━━━ Source data ━━━
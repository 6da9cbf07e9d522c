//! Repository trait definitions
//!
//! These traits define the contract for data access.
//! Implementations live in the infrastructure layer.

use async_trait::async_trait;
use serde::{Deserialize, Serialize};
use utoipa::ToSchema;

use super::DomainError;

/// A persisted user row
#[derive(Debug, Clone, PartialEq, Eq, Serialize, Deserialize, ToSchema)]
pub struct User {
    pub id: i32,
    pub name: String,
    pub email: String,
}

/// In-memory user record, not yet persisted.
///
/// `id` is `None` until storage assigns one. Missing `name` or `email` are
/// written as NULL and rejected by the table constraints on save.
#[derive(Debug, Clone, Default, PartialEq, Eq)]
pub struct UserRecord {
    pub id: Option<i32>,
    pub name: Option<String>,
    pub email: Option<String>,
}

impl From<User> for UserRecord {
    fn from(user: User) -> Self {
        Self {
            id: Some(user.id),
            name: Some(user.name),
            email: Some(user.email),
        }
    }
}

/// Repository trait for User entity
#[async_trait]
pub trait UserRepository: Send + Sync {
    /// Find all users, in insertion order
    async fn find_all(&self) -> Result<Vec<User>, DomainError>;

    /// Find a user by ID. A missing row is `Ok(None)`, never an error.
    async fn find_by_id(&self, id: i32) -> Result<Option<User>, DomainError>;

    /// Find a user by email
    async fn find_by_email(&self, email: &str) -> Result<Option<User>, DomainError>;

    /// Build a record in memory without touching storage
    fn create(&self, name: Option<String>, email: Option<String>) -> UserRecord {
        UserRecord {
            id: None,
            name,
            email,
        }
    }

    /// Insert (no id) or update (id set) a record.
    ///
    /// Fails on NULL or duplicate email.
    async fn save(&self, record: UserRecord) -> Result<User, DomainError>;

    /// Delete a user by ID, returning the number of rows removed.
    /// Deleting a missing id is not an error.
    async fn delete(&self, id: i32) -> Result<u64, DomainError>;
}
━━━
*Activity*
Take every line of the material that contains the word "email", and copy it.

*Task answer*
    pub email: String,
/// `id` is `None` until storage assigns one. Missing `name` or `email` are
    pub email: Option<String>,
            email: Some(user.email),
    /// Find a user by email
    async fn find_by_email(&self, email: &str) -> Result<Option<User>, DomainError>;
    fn create(&self, name: Option<String>, email: Option<String>) -> UserRecord {
            email,
    /// Fails on NULL or duplicate email.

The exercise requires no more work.